I mean the only reason people buy steem right now is to get their ROI via self votes etc, they will be removing this demand driver with the coming hard fork.
Something that might help would be changing the 3 month window to like a 2 week power down window, that might help some in regards to SP demand as well.
With the option of an immediate power down costing 5% of your stake or something like that...
No hedge fund can currently hold SP because they cannot get out in a market crash...
Self voting is less profitable than vote selling though (and a lot more work!).
This is actually a really interesting thought. Immediate powerdown for a price where the lost steem are send to null. Even if the loss was set to 0.5% the idea is kinda brilliant (it would result in a downward pressure on the steem "float" and definitely encourage outside investment and large powerups).
People buy stocks because they can sell them quickly. The 13 week vesting period for holding SP makes it a poor choice for someone who wants to have even moderate liquidity to their capital. If people were locked into a company for 13 weeks after purchasing a security... the stock markets of the world would go nowhere.
Correct.
Regarding vote selling being more profitable than self voting, how do you figure? You can capture 100% of your 10 votes each day by self voting... I haven't seen any vote selling service that gets you above 100% of your 10 votes each day?
I was under the impression that with curation rewards total returns exceed self voting. Perhaps I am wrong.
I think you make more self voting because you get the author reward plus the curation. I think there are some vote selling services that get you very close to that return though, just slightly under I think. I could be wrong as well though because I haven't investigated them all.
In the end, I am sticking with the convenience of vote selling out weighs self voting anyway. As it requires the investor to not do anything to achieve ROI.

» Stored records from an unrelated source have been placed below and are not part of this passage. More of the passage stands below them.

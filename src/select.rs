//! Port and firmware selection
//!
//! A value given on the command line is used as is; otherwise the operator
//! picks one from a numbered list. Either way the orchestrator only ever
//! sees the resolved value.

use std::io::{self, BufRead, Write};

use ncdflash_core::catalog;
use ncdflash_core::Channel;
use thiserror::Error;

/// Selection errors
#[derive(Debug, Error)]
pub enum SelectError {
    #[error("No serial ports found")]
    NoPorts,
    #[error("Failed to list serial ports: {0}")]
    Enumerate(#[from] serialport::Error),
    #[error("Invalid selection \"{0}\"")]
    Invalid(String),
    #[error("Failed to read selection: {0}")]
    Io(#[from] io::Error),
}

/// A preset value or a request to ask the operator
#[derive(Debug, Clone, PartialEq, Eq)]
pub enum Selection {
    /// Supplied on the command line
    Preset(String),
    /// Ask interactively
    Interactive,
}

impl From<Option<String>> for Selection {
    fn from(value: Option<String>) -> Self {
        match value {
            Some(v) => Selection::Preset(v),
            None => Selection::Interactive,
        }
    }
}

/// Something that can ask the operator to pick from a list
pub trait Prompter {
    /// Show `choices` as `[key]: label` lines and return the chosen key
    fn choose(
        &mut self,
        title: &str,
        choices: &[(String, String)],
        question: &str,
    ) -> Result<String, SelectError>;
}

/// Prompts on a writer and reads the answer from a reader
pub struct StdinPrompter<R, W> {
    input: R,
    output: W,
}

impl<R: BufRead, W: Write> StdinPrompter<R, W> {
    pub fn new(input: R, output: W) -> Self {
        Self { input, output }
    }
}

impl StdinPrompter<io::StdinLock<'static>, io::Stderr> {
    /// Read from stdin, prompt on stderr so stdout stays machine-readable
    pub fn terminal() -> Self {
        Self::new(io::stdin().lock(), io::stderr())
    }
}

impl<R: BufRead, W: Write> Prompter for StdinPrompter<R, W> {
    fn choose(
        &mut self,
        title: &str,
        choices: &[(String, String)],
        question: &str,
    ) -> Result<String, SelectError> {
        writeln!(self.output, "{}", title)?;
        for (key, label) in choices {
            writeln!(self.output, "[{}]: {}", key, label)?;
        }
        writeln!(self.output)?;
        write!(self.output, "{}", question)?;
        self.output.flush()?;

        let mut line = String::new();
        self.input.read_line(&mut line)?;
        let answer = line.trim();

        choices
            .iter()
            .find(|(key, _)| key == answer)
            .map(|(key, _)| key.clone())
            .ok_or_else(|| SelectError::Invalid(answer.to_string()))
    }
}

/// A serial port as shown to the operator
#[derive(Debug, Clone, PartialEq, Eq)]
pub struct PortInfo {
    pub name: String,
    pub kind: String,
}

/// Enumerate serial ports
pub fn list_ports() -> Result<Vec<PortInfo>, SelectError> {
    let ports = serialport::available_ports()?;
    Ok(ports
        .into_iter()
        // macOS lists every device twice; only the call-out (/dev/cu.*) side is usable
        .filter(|p| !cfg!(target_os = "macos") || !p.port_name.starts_with("/dev/tty."))
        .map(|p| {
            let kind = match p.port_type {
                serialport::SerialPortType::UsbPort(info) => {
                    format!("USB - {}", info.product.unwrap_or_else(|| "Unknown".into()))
                }
                serialport::SerialPortType::PciPort => "PCI".into(),
                serialport::SerialPortType::BluetoothPort => "Bluetooth".into(),
                serialport::SerialPortType::Unknown => "Unknown".into(),
            };
            PortInfo {
                name: p.port_name,
                kind,
            }
        })
        .collect())
}

/// Resolve the serial port from `ports`
pub fn select_port(
    selection: Selection,
    ports: &[PortInfo],
    prompter: &mut dyn Prompter,
) -> Result<String, SelectError> {
    if let Selection::Preset(port) = selection {
        return Ok(port);
    }
    if ports.is_empty() {
        return Err(SelectError::NoPorts);
    }

    let choices: Vec<(String, String)> = ports
        .iter()
        .enumerate()
        .map(|(i, p)| ((i + 1).to_string(), p.name.clone()))
        .collect();
    let key = prompter.choose(
        "Serial Port Options:",
        &choices,
        "Please enter the number of the desired Serial Port above: ",
    )?;

    // keys are 1-based positions produced above
    let index: usize = key.parse().map_err(|_| SelectError::Invalid(key.clone()))?;
    Ok(ports[index - 1].name.clone())
}

/// Resolve the firmware id from the catalog of `channel`
pub fn select_firmware(
    selection: Selection,
    channel: Channel,
    prompter: &mut dyn Prompter,
) -> Result<String, SelectError> {
    if let Selection::Preset(id) = selection {
        return Ok(id);
    }

    let choices: Vec<(String, String)> = catalog::entries(channel)
        .iter()
        .map(|p| (p.id.to_string(), p.name.to_string()))
        .collect();
    prompter.choose(
        "Firmware Choices:",
        &choices,
        "Please enter the number of the desired firmware: ",
    )
}

#[cfg(test)]
mod tests {
    use super::*;
    use std::io::Cursor;

    fn prompter(input: &str) -> StdinPrompter<Cursor<Vec<u8>>, Vec<u8>> {
        StdinPrompter::new(Cursor::new(input.as_bytes().to_vec()), Vec::new())
    }

    fn ports() -> Vec<PortInfo> {
        ["/dev/ttyUSB0", "/dev/ttyUSB1"]
            .iter()
            .map(|n| PortInfo {
                name: n.to_string(),
                kind: "USB - CP2102".into(),
            })
            .collect()
    }

    #[test]
    fn test_preset_skips_prompt() {
        let mut p = prompter("");
        let port = select_port(Selection::Preset("COM7".into()), &[], &mut p).unwrap();
        assert_eq!(port, "COM7");
        assert!(p.output.is_empty());
    }

    #[test]
    fn test_interactive_port_choice() {
        let mut p = prompter("2\n");
        let port = select_port(Selection::Interactive, &ports(), &mut p).unwrap();
        assert_eq!(port, "/dev/ttyUSB1");

        let shown = String::from_utf8(p.output).unwrap();
        assert!(shown.contains("[1]: /dev/ttyUSB0"));
        assert!(shown.contains("[2]: /dev/ttyUSB1"));
    }

    #[test]
    fn test_out_of_range_choice_rejected() {
        let mut p = prompter("3\n");
        assert!(matches!(
            select_port(Selection::Interactive, &ports(), &mut p),
            Err(SelectError::Invalid(s)) if s == "3"
        ));

        let mut p = prompter("0\n");
        assert!(select_port(Selection::Interactive, &ports(), &mut p).is_err());
    }

    #[test]
    fn test_no_ports() {
        let mut p = prompter("1\n");
        assert!(matches!(
            select_port(Selection::Interactive, &[], &mut p),
            Err(SelectError::NoPorts)
        ));
    }

    #[test]
    fn test_interactive_firmware_choice() {
        let mut p = prompter(" 14 \n");
        let id = select_firmware(Selection::Interactive, Channel::Stable, &mut p).unwrap();
        assert_eq!(id, "14");

        let mut p = prompter("22\n");
        assert!(select_firmware(Selection::Interactive, Channel::Stable, &mut p).is_err());

        let mut p = prompter("7\n");
        assert!(select_firmware(Selection::Interactive, Channel::Prerelease, &mut p).is_err());
    }
}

However, this is neither here nor there really. The focus should be on building steem value and vote selling/self voting etc still (IMO) don't play a role in that (for benefit or negative).
I wish people would spend more of their time raging at the lack of push toward really building value, than yelling about how people vote. Give people a reason to delegate and invest that can really return value, and you will see self voting disappear.
(also I really like your sentiment that powerdown needs to be able to be instant for a fee, that would really encourage investment)
Perhaps we can start pushing for that with Inc and the next HF, or the next one?